Segment Start: Extracted data
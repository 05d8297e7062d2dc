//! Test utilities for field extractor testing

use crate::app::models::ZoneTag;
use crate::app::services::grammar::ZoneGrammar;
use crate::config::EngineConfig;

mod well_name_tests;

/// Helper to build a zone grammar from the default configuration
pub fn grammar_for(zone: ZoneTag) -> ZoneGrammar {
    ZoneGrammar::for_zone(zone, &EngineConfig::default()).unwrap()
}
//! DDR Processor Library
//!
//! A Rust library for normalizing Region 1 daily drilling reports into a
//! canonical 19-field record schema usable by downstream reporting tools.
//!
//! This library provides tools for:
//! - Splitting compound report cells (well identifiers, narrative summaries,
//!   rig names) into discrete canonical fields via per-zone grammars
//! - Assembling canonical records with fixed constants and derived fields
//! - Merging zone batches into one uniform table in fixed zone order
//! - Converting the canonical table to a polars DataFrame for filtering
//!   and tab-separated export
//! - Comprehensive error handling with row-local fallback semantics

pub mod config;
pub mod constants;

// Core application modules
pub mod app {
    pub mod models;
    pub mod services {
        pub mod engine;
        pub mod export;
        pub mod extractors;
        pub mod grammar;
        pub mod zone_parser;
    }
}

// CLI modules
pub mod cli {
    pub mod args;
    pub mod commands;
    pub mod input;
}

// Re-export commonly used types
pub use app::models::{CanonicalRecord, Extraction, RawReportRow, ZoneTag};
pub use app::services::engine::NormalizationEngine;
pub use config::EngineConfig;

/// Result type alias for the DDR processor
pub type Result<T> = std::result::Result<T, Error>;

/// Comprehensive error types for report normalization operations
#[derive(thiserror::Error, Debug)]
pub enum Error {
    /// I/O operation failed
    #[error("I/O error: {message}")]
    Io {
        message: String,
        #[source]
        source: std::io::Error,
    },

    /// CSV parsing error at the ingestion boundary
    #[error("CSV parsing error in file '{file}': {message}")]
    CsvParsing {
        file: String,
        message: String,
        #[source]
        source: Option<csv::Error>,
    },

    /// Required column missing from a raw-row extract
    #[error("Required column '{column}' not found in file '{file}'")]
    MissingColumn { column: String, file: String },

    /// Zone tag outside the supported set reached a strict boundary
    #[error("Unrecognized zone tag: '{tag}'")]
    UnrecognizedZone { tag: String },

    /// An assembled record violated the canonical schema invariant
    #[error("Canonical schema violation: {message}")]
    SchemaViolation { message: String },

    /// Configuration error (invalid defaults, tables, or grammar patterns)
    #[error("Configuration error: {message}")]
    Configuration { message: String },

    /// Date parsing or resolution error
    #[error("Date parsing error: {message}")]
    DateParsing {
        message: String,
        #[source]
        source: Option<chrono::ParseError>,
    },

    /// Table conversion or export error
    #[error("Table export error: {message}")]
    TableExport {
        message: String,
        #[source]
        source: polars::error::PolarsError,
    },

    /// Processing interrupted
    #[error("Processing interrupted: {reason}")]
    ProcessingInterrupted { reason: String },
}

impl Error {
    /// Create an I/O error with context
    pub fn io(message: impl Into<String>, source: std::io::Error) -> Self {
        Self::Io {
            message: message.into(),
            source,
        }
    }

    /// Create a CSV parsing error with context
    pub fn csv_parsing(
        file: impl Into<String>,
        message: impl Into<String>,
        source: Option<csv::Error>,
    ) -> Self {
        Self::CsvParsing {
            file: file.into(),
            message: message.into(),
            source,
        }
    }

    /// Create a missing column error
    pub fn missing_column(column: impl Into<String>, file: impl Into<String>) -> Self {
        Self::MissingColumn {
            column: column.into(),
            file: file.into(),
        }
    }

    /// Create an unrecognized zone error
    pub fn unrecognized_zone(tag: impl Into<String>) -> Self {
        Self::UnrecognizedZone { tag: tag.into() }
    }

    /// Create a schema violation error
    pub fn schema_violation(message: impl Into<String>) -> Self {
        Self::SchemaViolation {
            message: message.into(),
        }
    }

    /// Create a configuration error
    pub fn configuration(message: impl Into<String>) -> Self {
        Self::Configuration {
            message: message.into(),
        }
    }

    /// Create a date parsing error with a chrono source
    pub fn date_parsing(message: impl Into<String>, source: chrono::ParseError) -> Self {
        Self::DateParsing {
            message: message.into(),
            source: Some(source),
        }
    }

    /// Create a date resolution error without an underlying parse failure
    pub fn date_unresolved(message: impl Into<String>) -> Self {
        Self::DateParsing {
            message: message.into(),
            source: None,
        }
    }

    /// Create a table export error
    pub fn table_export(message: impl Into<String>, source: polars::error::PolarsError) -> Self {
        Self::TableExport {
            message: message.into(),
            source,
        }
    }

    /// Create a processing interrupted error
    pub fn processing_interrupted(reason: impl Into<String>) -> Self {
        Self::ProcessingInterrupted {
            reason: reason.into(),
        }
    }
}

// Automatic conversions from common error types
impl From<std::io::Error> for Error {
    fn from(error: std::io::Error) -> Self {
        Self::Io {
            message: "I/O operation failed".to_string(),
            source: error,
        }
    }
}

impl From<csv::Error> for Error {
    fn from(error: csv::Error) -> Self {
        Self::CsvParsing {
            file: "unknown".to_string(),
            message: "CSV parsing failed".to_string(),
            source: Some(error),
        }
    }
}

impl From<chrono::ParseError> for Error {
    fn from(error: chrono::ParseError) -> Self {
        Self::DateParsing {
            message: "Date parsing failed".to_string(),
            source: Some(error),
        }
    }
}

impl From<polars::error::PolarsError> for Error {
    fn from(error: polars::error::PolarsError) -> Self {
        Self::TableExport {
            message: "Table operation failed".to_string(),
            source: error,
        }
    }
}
Segment End: Extracted data
Segment Start: Extracted data
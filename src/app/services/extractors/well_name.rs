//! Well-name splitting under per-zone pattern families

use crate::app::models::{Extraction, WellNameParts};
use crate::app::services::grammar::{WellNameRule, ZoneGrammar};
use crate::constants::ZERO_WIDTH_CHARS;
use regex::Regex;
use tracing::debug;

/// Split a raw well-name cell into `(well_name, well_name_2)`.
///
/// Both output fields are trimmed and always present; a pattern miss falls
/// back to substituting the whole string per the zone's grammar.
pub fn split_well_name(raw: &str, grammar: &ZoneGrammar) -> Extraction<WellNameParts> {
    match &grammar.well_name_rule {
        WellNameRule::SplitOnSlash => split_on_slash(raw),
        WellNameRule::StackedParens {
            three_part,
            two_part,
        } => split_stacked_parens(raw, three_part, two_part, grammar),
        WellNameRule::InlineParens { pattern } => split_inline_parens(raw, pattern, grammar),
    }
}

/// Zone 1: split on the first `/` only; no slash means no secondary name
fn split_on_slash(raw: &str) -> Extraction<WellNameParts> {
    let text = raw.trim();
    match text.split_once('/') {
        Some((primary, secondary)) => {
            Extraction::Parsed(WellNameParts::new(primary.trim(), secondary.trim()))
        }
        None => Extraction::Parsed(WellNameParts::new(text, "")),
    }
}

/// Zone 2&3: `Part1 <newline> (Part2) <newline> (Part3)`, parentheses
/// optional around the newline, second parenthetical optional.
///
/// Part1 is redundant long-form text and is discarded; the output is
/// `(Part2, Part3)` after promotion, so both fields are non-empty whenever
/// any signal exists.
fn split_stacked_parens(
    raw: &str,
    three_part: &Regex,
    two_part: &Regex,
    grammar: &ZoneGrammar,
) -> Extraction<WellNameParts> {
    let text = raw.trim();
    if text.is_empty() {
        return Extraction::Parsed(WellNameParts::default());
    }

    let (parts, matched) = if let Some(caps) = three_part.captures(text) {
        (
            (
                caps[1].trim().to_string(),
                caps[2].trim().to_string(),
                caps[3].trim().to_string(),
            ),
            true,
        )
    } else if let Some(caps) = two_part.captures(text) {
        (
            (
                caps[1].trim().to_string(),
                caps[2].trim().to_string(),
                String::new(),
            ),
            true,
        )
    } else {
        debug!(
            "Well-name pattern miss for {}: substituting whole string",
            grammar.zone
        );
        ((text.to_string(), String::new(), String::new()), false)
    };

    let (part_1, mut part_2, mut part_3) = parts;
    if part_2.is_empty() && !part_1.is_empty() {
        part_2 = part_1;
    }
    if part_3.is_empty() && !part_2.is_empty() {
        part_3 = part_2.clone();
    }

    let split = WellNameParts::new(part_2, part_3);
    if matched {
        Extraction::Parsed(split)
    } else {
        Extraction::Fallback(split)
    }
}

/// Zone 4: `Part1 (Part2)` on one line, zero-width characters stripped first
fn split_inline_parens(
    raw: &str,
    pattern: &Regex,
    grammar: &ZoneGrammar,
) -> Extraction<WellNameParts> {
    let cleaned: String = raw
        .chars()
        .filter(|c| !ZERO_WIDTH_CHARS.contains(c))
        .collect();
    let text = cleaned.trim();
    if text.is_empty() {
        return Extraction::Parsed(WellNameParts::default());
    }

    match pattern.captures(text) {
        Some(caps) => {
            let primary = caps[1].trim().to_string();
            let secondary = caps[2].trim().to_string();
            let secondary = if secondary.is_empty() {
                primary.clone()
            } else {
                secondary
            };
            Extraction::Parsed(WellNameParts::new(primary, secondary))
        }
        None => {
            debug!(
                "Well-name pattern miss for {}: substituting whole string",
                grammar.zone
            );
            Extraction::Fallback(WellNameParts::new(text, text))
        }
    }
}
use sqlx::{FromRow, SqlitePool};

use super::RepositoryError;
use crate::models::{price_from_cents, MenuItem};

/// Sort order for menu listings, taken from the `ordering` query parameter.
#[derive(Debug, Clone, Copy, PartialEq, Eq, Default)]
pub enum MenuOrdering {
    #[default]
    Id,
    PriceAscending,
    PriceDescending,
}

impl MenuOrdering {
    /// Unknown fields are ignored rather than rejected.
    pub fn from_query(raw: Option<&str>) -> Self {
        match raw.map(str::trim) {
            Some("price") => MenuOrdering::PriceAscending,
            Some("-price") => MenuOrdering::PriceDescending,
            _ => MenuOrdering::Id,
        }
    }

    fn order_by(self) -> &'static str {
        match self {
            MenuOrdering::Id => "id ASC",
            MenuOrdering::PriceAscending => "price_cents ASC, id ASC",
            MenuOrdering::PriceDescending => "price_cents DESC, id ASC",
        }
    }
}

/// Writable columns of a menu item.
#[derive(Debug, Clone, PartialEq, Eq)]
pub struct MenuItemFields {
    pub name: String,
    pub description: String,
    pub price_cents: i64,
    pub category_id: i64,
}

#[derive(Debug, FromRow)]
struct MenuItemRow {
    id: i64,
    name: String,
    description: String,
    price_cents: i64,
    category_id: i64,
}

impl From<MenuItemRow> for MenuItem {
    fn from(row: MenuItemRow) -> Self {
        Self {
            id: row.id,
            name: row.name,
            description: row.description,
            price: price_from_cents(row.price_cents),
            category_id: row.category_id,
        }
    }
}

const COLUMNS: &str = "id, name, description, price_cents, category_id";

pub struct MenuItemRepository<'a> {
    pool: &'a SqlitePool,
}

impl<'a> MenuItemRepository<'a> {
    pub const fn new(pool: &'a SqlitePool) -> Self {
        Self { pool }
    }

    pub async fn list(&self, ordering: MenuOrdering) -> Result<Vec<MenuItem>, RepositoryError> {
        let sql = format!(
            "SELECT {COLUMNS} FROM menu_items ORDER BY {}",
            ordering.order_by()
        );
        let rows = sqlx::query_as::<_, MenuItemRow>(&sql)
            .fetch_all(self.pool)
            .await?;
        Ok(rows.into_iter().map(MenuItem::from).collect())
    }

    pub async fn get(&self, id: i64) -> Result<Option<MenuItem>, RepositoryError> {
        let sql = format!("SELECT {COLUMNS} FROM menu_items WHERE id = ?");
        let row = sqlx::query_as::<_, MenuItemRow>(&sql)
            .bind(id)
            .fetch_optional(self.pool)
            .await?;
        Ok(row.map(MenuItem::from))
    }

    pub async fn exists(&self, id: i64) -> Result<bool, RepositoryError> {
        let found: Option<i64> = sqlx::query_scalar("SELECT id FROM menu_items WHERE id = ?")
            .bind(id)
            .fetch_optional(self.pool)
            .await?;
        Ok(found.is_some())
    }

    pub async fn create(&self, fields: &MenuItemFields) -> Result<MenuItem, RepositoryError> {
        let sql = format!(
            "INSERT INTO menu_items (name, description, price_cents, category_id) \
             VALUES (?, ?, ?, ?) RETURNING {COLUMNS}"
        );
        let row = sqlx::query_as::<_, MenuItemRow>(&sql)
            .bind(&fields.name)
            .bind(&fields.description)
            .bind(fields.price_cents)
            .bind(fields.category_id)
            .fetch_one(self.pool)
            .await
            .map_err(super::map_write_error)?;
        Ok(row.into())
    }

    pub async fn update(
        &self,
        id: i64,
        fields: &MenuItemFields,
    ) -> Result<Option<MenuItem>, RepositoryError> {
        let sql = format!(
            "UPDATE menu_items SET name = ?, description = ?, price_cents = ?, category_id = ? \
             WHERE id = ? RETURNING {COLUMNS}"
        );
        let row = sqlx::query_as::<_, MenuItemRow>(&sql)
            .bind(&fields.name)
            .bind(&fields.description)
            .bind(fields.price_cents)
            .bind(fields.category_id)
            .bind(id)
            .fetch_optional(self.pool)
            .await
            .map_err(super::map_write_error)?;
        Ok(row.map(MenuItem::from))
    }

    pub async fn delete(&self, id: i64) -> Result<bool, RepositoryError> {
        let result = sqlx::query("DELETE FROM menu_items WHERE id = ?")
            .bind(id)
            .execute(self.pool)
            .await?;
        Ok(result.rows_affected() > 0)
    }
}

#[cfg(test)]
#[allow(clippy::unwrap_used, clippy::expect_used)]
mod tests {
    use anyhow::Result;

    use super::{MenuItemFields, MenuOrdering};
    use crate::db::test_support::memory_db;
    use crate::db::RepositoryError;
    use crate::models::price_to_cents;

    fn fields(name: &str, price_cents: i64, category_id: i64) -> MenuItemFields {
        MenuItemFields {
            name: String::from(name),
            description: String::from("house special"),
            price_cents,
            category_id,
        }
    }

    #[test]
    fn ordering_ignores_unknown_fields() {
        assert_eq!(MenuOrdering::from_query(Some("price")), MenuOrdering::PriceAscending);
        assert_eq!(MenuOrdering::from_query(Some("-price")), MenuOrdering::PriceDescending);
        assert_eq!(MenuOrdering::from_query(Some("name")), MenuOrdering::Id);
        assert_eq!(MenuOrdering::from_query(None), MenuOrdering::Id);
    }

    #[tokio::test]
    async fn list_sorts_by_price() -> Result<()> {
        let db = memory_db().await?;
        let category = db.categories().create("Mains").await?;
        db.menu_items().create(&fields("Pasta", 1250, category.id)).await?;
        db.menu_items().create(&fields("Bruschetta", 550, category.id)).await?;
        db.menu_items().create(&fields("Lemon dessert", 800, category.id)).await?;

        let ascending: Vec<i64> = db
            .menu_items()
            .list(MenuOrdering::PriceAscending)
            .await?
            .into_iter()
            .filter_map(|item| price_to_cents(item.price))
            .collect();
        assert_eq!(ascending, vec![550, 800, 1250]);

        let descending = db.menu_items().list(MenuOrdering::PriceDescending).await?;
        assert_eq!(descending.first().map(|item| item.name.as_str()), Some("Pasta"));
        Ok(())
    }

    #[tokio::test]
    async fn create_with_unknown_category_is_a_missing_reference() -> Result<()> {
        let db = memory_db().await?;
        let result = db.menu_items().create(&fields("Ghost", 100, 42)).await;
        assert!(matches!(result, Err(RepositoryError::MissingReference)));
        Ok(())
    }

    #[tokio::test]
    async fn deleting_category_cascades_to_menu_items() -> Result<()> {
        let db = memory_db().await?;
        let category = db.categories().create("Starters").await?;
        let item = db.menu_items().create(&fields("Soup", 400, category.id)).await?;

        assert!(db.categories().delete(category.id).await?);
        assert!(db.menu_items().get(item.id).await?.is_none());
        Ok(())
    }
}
Segment End: Extracted data
▸ **What to produce**
Show me all lines in the records that contain "resolution".

▸ **Exercise response**
    /// Date parsing or resolution error
    /// Create a date resolution error without an underlying parse failure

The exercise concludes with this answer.